Segment Open

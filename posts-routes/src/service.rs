use crate::ServiceResult;
use crate::error::PostServiceError;
use crate::metrics;
use chrono::Utc;
use engine::auth::{AuthGateway, Credential, Identity};
use engine::{Page, QueryOpts};
use error_stack::{Report, ResultExt};
use posts_core::model::{CommentAddition, Post, PostDraft, PostPatch, PostQueryStyle, PostStatus};
use posts_core::{PostEngine, PostRepository};
use tracing::{debug, instrument, warn};

/// How many characters of the creator's uid lead every post id.
pub const CREATOR_PREFIX_LEN: usize = 10;

/// Business rules for posts. Holds no state of its own beyond the engine handle.
#[derive(Debug, Clone)]
pub struct PostService<T> {
    engine: T,
}

impl<T> PostService<T>
where
    T: PostEngine,
{
    pub fn new(engine: T) -> Self {
        PostService { engine }
    }

    async fn identify(&self, credential: &Credential) -> ServiceResult<Identity> {
        AuthGateway::new(self.engine.auth())
            .verify(credential)
            .await
            .change_context(PostServiceError::Unauthorized)
    }

    #[instrument(skip_all, name = "service#list", fields(page = opts.page, size = opts.size))]
    pub async fn list(&self, opts: QueryOpts) -> ServiceResult<Page<Post>> {
        let posts = self
            .engine
            .repo()
            .list(opts)
            .await
            .change_context(PostServiceError::Repository)?;

        metrics::increment_posts_retrieved_by(posts.items.len());
        Ok(posts)
    }

    #[instrument(skip_all, name = "service#create")]
    pub async fn create(&self, credential: Credential, draft: PostDraft) -> ServiceResult<Post> {
        let identity = self.identify(&credential).await?;

        let post = Post {
            id: post_id(&identity.uid, Utc::now().timestamp_millis()),
            creator_id: identity.uid.to_string(),
            content: draft.content,
            category_id: draft.category_id,
            image_urls: draft.image_urls,
            comment: Vec::new(),
            like: Vec::new(),
            hash_tag: draft.hash_tag.unwrap_or_default(),
            mention: draft.mention.unwrap_or_default(),
            share: Vec::new(),
            status: PostStatus::Active,
        };

        debug!("creating post '{}'", post.id);
        self.engine
            .repo()
            .create(post.clone())
            .await
            .change_context(PostServiceError::Repository)?;

        metrics::increment_posts_created();
        Ok(post)
    }

    /// Deletes by id for any verified caller. Whether the caller owns the post is left to
    /// the repository, see [`PostRepository::delete`].
    #[instrument(skip_all, name = "service#delete", fields(post.id = %id))]
    pub async fn delete(&self, credential: Credential, id: String) -> ServiceResult<()> {
        self.identify(&credential).await?;

        let deleted = self
            .engine
            .repo()
            .delete(id.clone())
            .await
            .change_context(PostServiceError::Repository)?;

        match deleted {
            Some(()) => {
                metrics::increment_posts_deleted();
                Ok(())
            }
            None => Err(not_found(&id)),
        }
    }

    #[instrument(skip_all, name = "service#get_detail", fields(post.id = %id))]
    pub async fn get_detail(&self, credential: Credential, id: String) -> ServiceResult<Post> {
        self.identify(&credential).await?;
        let post = self.load(id).await?;
        metrics::increment_posts_retrieved_by(1);
        Ok(post)
    }

    #[instrument(skip_all, name = "service#get_by_uid", fields(style = ?style))]
    pub async fn get_by_uid(
        &self,
        credential: Credential,
        opts: QueryOpts,
        style: PostQueryStyle,
    ) -> ServiceResult<Page<Post>> {
        let identity = self.identify(&credential).await?;

        let posts = self
            .engine
            .repo()
            .get_by_uid(identity.uid.to_string(), opts, style)
            .await
            .change_context(PostServiceError::Repository)?;

        metrics::increment_posts_retrieved_by(posts.items.len());
        Ok(posts)
    }

    #[instrument(skip_all, name = "service#get_other", fields(target.uid = %uid))]
    pub async fn get_other(
        &self,
        credential: Credential,
        uid: String,
        opts: QueryOpts,
    ) -> ServiceResult<Page<Post>> {
        self.identify(&credential).await?;

        let posts = self
            .engine
            .repo()
            .get_other(uid, opts)
            .await
            .change_context(PostServiceError::Repository)?;

        metrics::increment_posts_retrieved_by(posts.items.len());
        Ok(posts)
    }

    #[instrument(skip_all, name = "service#get_by_category", fields(category.id = %category_id))]
    pub async fn get_by_category(
        &self,
        credential: Credential,
        category_id: String,
        opts: QueryOpts,
    ) -> ServiceResult<Page<Post>> {
        self.identify(&credential).await?;

        let posts = self
            .engine
            .repo()
            .get_by_category(category_id, opts)
            .await
            .change_context(PostServiceError::Repository)?;

        metrics::increment_posts_retrieved_by(posts.items.len());
        Ok(posts)
    }

    /// Replaces the fields given in `patch`, keeping the stored value of every field left out.
    ///
    /// Only the post's creator can update it: `patch.creator_id` has to match both the stored
    /// creator and the verified caller. The status is set back to active on every update.
    /// There is no version check between the load and the write, so of two concurrent
    /// updates the later one wins.
    #[instrument(skip_all, name = "service#update", fields(post.id = %patch.id))]
    pub async fn update(&self, credential: Credential, patch: PostPatch) -> ServiceResult<Post> {
        let identity = self.identify(&credential).await?;
        let stored = self.load(patch.id.clone()).await?;

        if stored.id != patch.id {
            return Err(Report::new(PostServiceError::PostRequiredId)
                .attach(format!("expected '{}', found '{}'", patch.id, stored.id)));
        }

        if stored.creator_id != patch.creator_id || patch.creator_id != *identity.uid {
            warn!("uid '{}' attempted to update a post it does not own", identity.uid);
            return Err(Report::new(PostServiceError::PostRequiredCreatorId));
        }

        let post = merge(stored, patch);

        self.engine
            .repo()
            .update(post.clone())
            .await
            .change_context(PostServiceError::Repository)?;

        metrics::increment_posts_updated();
        Ok(post)
    }

    /// Appends `addition.comment` to the stored comments. Existing comments are never
    /// removed or reordered. Same last-write-wins caveat as [`PostService::update`].
    #[instrument(skip_all, name = "service#update_post_comment", fields(post.id = %id))]
    pub async fn update_post_comment(
        &self,
        credential: Credential,
        id: String,
        addition: CommentAddition,
    ) -> ServiceResult<Post> {
        self.identify(&credential).await?;
        let mut post = self.load(id.clone()).await?;

        debug!("appending {} comments", addition.comment.len());
        post.comment.extend(addition.comment);

        self.engine
            .repo()
            .update_post_comment(id, post.clone())
            .await
            .change_context(PostServiceError::Repository)?;

        metrics::increment_posts_updated();
        Ok(post)
    }

    async fn load(&self, id: String) -> ServiceResult<Post> {
        self.engine
            .repo()
            .get_detail(id.clone())
            .await
            .change_context(PostServiceError::Repository)?
            .ok_or_else(|| not_found(&id))
    }
}

fn not_found(id: &str) -> Report<PostServiceError> {
    Report::new(PostServiceError::NotFound).attach(format!("post id '{id}'"))
}

/// Leading characters of the creator's uid followed by the creation time in epoch millis.
/// Two creates by the same user within one millisecond collide.
fn post_id(uid: &str, epoch_millis: i64) -> String {
    let prefix: String = uid.chars().take(CREATOR_PREFIX_LEN).collect();
    format!("{prefix}{epoch_millis}")
}

fn merge(stored: Post, patch: PostPatch) -> Post {
    Post {
        id: stored.id,
        creator_id: stored.creator_id,
        content: patch.content.unwrap_or(stored.content),
        category_id: patch.category_id.or(stored.category_id),
        image_urls: patch.image_urls.unwrap_or(stored.image_urls),
        comment: patch.comment.unwrap_or(stored.comment),
        like: patch.like.unwrap_or(stored.like),
        hash_tag: patch.hash_tag.unwrap_or(stored.hash_tag),
        mention: patch.mention.unwrap_or(stored.mention),
        share: patch.share.unwrap_or(stored.share),
        // TODO confirm with product whether an update should really re-activate hidden posts
        status: PostStatus::Active,
    }
}
use std::convert::Infallible;
use std::fmt::{Debug, Formatter};
use std::sync::Arc;

use axum::extract::FromRequestParts;
use axum::http::header::AUTHORIZATION;
use axum::http::request::Parts;
use error_stack::{Report, ResultExt};
use tracing::{debug, instrument, warn};

mod roles;
pub use roles::Roles;

pub type AuthResult<T> = Result<T, Report<AuthError>>;

#[derive(Debug, thiserror::Error)]
pub enum AuthError {
    #[error("credential is missing or could not be verified")]
    Unauthorized,
}

/// A verified caller. Lives for one request and is never persisted.
#[derive(Debug, Clone, PartialEq, Eq)]
pub struct Identity {
    pub uid: Arc<str>,
    pub email: Option<Arc<str>>,
    pub roles: Roles,
}

impl Identity {
    pub fn new(uid: impl Into<Arc<str>>) -> Self {
        Self {
            uid: uid.into(),
            email: None,
            roles: Roles::NONE,
        }
    }

    pub fn with_roles(mut self, roles: Roles) -> Self {
        self.roles = roles;
        self
    }

    pub fn has_roles(&self, roles: Roles) -> bool {
        self.roles.contains(roles)
    }
}

/// Opaque bearer credential as supplied by the caller.
///
/// The raw value may or may not carry a `Bearer ` scheme; [`Credential::token`] strips it.
#[derive(Clone, PartialEq, Eq)]
pub struct Credential(String);

const BEARER_PREFIX: &str = "Bearer ";

impl Credential {
    pub fn new(raw: impl Into<String>) -> Self {
        Self(raw.into())
    }

    pub fn missing() -> Self {
        Self(String::new())
    }

    pub fn token(&self) -> &str {
        self.0
            .strip_prefix(BEARER_PREFIX)
            .unwrap_or(&self.0)
            .trim()
    }

    pub fn is_blank(&self) -> bool {
        self.token().is_empty()
    }
}

// tokens don't belong in logs
impl Debug for Credential {
    fn fmt(&self, f: &mut Formatter<'_>) -> std::fmt::Result {
        if self.is_blank() {
            write!(f, "Credential(<missing>)")
        } else {
            write!(f, "Credential(<redacted>)")
        }
    }
}

impl From<&str> for Credential {
    fn from(value: &str) -> Self {
        Self::new(value)
    }
}

/// Reads the `Authorization` header. A missing or non-ascii header yields a blank
/// credential, which [`AuthGateway`] turns into [`AuthError::Unauthorized`].
impl<S> FromRequestParts<S> for Credential
where
    S: Send + Sync,
{
    type Rejection = Infallible;

    async fn from_request_parts(parts: &mut Parts, _state: &S) -> Result<Self, Self::Rejection> {
        Ok(parts
            .headers
            .get(AUTHORIZATION)
            .and_then(|h| h.to_str().ok())
            .map(Credential::new)
            .unwrap_or_else(Credential::missing))
    }
}

/// Resolves a credential to the identity it was issued for.
/// Token format and signing belong entirely to the implementor.
pub trait AuthPort {
    fn verify(&self, credential: &Credential) -> impl Future<Output = AuthResult<Identity>> + Send;
}

impl<T> AuthPort for Arc<T>
where
    T: AuthPort + Send + Sync,
{
    async fn verify(&self, credential: &Credential) -> AuthResult<Identity> {
        (**self).verify(credential).await
    }
}

/// Front door for every identity-scoped operation.
///
/// Blank credentials are rejected without reaching the port. Any port failure comes back as
/// [`AuthError::Unauthorized`], with the port's report kept underneath it. Nothing is cached
/// or retried.
#[derive(Debug, Clone)]
pub struct AuthGateway<A> {
    port: A,
}

impl<A> AuthGateway<A>
where
    A: AuthPort + Send + Sync,
{
    pub fn new(port: A) -> Self {
        Self { port }
    }

    #[instrument(skip_all, name = "auth#verify")]
    pub async fn verify(&self, credential: &Credential) -> AuthResult<Identity> {
        if credential.is_blank() {
            warn!("rejecting request without a credential");
            return Err(Report::new(AuthError::Unauthorized).attach("credential is empty"));
        }

        let identity = self
            .port
            .verify(credential)
            .await
            .change_context(AuthError::Unauthorized)?;

        debug!("credential resolved to uid '{}'", identity.uid);
        Ok(identity)
    }
}

#[cfg(test)]
mod tests {
    use super::*;
    use mockall::automock;

    struct Port;

    #[automock]
    #[allow(unused_variables)]
    impl AuthPort for Port {
        async fn verify(&self, credential: &Credential) -> AuthResult<Identity> {
            unreachable!()
        }
    }

    #[derive(Debug, thiserror::Error)]
    #[error("signature mismatch")]
    struct SignatureMismatch;

    #[test]
    fn bearer_prefix_is_stripped() {
        assert_eq!("abc", Credential::new("Bearer abc").token());
        assert_eq!("abc", Credential::new("abc").token());
        assert!(Credential::new("Bearer   ").is_blank());
    }

    #[test]
    fn debug_output_never_shows_the_token() {
        let debug = format!("{:?}", Credential::new("Bearer secret-token"));
        assert!(!debug.contains("secret-token"));
    }

    #[tokio::test]
    async fn blank_credential_never_reaches_port() {
        let mut port = MockPort::new();
        port.expect_verify().never();

        let gateway = AuthGateway::new(port);
        let err = gateway.verify(&Credential::missing()).await.unwrap_err();

        assert!(matches!(err.current_context(), AuthError::Unauthorized));
    }

    #[tokio::test]
    async fn port_failure_becomes_unauthorized() {
        let mut port = MockPort::new();
        port.expect_verify().once().returning(|_| {
            Err(Report::new(SignatureMismatch).change_context(AuthError::Unauthorized))
        });

        let gateway = AuthGateway::new(port);
        let err = gateway.verify(&"Bearer token".into()).await.unwrap_err();

        assert!(matches!(err.current_context(), AuthError::Unauthorized));
        assert!(err.contains::<SignatureMismatch>());
    }

    #[tokio::test]
    async fn verified_identity_is_returned_unchanged() {
        let mut port = MockPort::new();
        port.expect_verify()
            .withf(|c| c.token() == "token")
            .once()
            .returning(|_| Ok(Identity::new("abcdefghijkl")));

        let gateway = AuthGateway::new(port);
        let identity = gateway.verify(&"Bearer token".into()).await.unwrap();

        assert_eq!("abcdefghijkl", &*identity.uid);
    }
}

Segment Closed

Starting with the line that holds "port.expect_verify().never();", copy every line through the end of the data above. Reproduce them exactly, with no other material.

*SOLUTION TO THIS TASK*.
        port.expect_verify().never();

        let gateway = AuthGateway::new(port);
        let err = gateway.verify(&Credential::missing()).await.unwrap_err();

        assert!(matches!(err.current_context(), AuthError::Unauthorized));
    }

    #[tokio::test]
    async fn port_failure_becomes_unauthorized() {
        let mut port = MockPort::new();
        port.expect_verify().once().returning(|_| {
            Err(Report::new(SignatureMismatch).change_context(AuthError::Unauthorized))
        });

        let gateway = AuthGateway::new(port);
        let err = gateway.verify(&"Bearer token".into()).await.unwrap_err();

        assert!(matches!(err.current_context(), AuthError::Unauthorized));
        assert!(err.contains::<SignatureMismatch>());
    }

    #[tokio::test]
    async fn verified_identity_is_returned_unchanged() {
        let mut port = MockPort::new();
        port.expect_verify()
            .withf(|c| c.token() == "token")
            .once()
            .returning(|_| Ok(Identity::new("abcdefghijkl")));

        let gateway = AuthGateway::new(port);
        let identity = gateway.verify(&"Bearer token".into()).await.unwrap();

        assert_eq!("abcdefghijkl", &*identity.uid);
    }
}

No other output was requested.